##### Data excerpts

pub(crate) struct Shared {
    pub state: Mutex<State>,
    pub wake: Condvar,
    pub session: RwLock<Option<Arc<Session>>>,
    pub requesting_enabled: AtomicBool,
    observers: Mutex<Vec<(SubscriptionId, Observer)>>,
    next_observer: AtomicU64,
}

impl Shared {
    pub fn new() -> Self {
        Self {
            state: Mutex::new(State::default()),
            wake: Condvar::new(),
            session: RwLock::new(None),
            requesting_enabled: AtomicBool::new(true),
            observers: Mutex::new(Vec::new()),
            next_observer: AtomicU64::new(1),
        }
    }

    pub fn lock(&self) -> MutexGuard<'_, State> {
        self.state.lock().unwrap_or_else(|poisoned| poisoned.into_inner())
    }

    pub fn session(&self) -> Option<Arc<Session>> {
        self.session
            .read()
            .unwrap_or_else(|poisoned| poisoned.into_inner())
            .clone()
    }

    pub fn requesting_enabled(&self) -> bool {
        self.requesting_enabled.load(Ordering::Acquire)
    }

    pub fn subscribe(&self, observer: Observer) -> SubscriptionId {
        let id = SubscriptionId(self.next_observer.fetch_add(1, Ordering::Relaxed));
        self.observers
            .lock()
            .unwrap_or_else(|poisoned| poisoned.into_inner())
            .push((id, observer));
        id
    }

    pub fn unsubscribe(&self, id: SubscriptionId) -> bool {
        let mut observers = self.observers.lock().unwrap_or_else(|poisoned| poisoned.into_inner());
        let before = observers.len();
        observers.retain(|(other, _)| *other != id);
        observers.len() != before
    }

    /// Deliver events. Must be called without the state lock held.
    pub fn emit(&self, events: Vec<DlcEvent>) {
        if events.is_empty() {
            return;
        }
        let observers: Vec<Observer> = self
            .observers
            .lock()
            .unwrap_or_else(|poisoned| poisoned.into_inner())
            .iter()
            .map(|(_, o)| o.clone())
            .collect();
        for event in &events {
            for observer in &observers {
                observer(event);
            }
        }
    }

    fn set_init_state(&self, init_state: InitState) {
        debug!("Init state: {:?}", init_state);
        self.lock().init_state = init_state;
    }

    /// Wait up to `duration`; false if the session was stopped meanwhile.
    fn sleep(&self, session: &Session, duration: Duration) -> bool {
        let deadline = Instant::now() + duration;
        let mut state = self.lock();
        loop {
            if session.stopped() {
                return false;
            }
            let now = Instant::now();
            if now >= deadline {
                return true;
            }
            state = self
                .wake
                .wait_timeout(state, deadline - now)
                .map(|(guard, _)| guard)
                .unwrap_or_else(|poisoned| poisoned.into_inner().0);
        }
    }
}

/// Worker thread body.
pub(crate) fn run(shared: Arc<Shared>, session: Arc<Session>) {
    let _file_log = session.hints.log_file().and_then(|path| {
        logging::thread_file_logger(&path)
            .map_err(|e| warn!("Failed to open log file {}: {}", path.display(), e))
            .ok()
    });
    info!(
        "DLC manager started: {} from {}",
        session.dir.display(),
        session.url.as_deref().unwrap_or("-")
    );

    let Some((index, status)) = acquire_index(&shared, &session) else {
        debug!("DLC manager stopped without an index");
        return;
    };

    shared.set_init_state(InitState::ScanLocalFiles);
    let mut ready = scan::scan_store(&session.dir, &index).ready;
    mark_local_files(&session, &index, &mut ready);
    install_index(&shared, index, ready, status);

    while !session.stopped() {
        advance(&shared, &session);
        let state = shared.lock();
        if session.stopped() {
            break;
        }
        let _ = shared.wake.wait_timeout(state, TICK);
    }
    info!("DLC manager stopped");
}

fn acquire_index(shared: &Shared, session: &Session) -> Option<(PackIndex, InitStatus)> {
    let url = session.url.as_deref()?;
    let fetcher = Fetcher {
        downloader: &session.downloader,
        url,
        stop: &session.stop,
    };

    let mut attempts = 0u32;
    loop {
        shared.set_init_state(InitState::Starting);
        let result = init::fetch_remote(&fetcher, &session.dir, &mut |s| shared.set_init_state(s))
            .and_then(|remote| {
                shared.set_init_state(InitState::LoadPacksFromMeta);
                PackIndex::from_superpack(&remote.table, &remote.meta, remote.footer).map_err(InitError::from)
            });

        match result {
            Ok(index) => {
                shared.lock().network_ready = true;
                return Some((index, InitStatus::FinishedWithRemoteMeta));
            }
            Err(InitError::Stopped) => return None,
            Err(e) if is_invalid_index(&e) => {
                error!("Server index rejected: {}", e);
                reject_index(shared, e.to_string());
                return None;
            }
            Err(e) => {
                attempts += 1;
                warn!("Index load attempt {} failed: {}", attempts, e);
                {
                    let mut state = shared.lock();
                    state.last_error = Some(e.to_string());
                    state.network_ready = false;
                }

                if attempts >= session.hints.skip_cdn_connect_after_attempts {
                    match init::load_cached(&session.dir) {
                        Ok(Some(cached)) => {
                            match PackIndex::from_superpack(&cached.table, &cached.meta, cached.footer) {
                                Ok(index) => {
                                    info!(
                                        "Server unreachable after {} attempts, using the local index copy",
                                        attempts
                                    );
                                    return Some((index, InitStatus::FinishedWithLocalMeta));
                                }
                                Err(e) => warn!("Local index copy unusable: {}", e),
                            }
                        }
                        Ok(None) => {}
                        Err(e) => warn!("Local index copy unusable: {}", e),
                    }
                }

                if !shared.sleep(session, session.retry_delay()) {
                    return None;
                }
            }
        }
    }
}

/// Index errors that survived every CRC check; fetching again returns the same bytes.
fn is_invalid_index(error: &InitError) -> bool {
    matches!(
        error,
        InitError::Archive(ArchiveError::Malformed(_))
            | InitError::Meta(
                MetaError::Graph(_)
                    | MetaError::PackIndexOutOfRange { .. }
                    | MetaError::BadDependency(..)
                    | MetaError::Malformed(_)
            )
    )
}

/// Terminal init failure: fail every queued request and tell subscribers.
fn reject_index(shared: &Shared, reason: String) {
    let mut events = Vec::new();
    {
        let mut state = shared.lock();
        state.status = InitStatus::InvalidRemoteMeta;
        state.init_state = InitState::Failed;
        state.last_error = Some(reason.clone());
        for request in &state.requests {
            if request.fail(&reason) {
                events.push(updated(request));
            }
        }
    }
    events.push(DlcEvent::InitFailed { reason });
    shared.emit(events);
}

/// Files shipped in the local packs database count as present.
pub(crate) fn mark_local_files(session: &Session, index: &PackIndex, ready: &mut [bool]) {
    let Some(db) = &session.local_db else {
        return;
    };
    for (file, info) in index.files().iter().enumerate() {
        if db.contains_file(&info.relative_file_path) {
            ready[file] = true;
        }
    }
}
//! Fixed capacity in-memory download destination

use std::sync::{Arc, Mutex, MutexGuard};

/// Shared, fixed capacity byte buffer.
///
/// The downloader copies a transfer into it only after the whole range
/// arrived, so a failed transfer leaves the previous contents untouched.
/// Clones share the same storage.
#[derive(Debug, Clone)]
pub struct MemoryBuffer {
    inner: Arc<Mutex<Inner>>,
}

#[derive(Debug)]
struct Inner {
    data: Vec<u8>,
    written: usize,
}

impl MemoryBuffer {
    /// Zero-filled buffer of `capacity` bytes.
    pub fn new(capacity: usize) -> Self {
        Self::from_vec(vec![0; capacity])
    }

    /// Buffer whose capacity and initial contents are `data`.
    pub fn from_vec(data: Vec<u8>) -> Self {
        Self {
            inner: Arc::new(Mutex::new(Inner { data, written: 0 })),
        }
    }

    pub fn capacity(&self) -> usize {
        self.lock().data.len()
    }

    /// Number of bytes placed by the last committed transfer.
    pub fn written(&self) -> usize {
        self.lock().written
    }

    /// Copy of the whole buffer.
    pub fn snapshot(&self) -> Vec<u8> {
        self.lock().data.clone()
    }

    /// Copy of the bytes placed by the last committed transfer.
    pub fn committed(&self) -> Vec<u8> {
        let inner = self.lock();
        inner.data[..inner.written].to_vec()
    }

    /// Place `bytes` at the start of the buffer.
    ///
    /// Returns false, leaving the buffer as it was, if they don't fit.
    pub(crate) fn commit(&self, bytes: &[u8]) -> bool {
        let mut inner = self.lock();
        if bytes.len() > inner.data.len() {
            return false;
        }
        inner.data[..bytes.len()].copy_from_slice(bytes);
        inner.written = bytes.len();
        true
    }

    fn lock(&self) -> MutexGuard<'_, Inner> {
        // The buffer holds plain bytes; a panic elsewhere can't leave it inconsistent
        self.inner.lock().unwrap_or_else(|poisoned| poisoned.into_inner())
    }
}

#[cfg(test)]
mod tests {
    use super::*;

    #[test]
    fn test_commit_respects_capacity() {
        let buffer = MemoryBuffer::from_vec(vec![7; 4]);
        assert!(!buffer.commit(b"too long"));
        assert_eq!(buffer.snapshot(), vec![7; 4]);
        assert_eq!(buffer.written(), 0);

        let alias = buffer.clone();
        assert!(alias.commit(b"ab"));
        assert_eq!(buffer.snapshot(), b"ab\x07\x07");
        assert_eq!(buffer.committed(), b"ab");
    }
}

##########

* How to complete this task: Would you print exactly the lines from the first line of the entries above through the line that has "for event in", both included, and stop there?

* Exercise output:
pub(crate) struct Shared {
    pub state: Mutex<State>,
    pub wake: Condvar,
    pub session: RwLock<Option<Arc<Session>>>,
    pub requesting_enabled: AtomicBool,
    observers: Mutex<Vec<(SubscriptionId, Observer)>>,
    next_observer: AtomicU64,
}

impl Shared {
    pub fn new() -> Self {
        Self {
            state: Mutex::new(State::default()),
            wake: Condvar::new(),
            session: RwLock::new(None),
            requesting_enabled: AtomicBool::new(true),
            observers: Mutex::new(Vec::new()),
            next_observer: AtomicU64::new(1),
        }
    }

    pub fn lock(&self) -> MutexGuard<'_, State> {
        self.state.lock().unwrap_or_else(|poisoned| poisoned.into_inner())
    }

    pub fn session(&self) -> Option<Arc<Session>> {
        self.session
            .read()
            .unwrap_or_else(|poisoned| poisoned.into_inner())
            .clone()
    }

    pub fn requesting_enabled(&self) -> bool {
        self.requesting_enabled.load(Ordering::Acquire)
    }

    pub fn subscribe(&self, observer: Observer) -> SubscriptionId {
        let id = SubscriptionId(self.next_observer.fetch_add(1, Ordering::Relaxed));
        self.observers
            .lock()
            .unwrap_or_else(|poisoned| poisoned.into_inner())
            .push((id, observer));
        id
    }

    pub fn unsubscribe(&self, id: SubscriptionId) -> bool {
        let mut observers = self.observers.lock().unwrap_or_else(|poisoned| poisoned.into_inner());
        let before = observers.len();
        observers.retain(|(other, _)| *other != id);
        observers.len() != before
    }

    /// Deliver events. Must be called without the state lock held.
    pub fn emit(&self, events: Vec<DlcEvent>) {
        if events.is_empty() {
            return;
        }
        let observers: Vec<Observer> = self
            .observers
            .lock()
            .unwrap_or_else(|poisoned| poisoned.into_inner())
            .iter()
            .map(|(_, o)| o.clone())
            .collect();
        for event in &events {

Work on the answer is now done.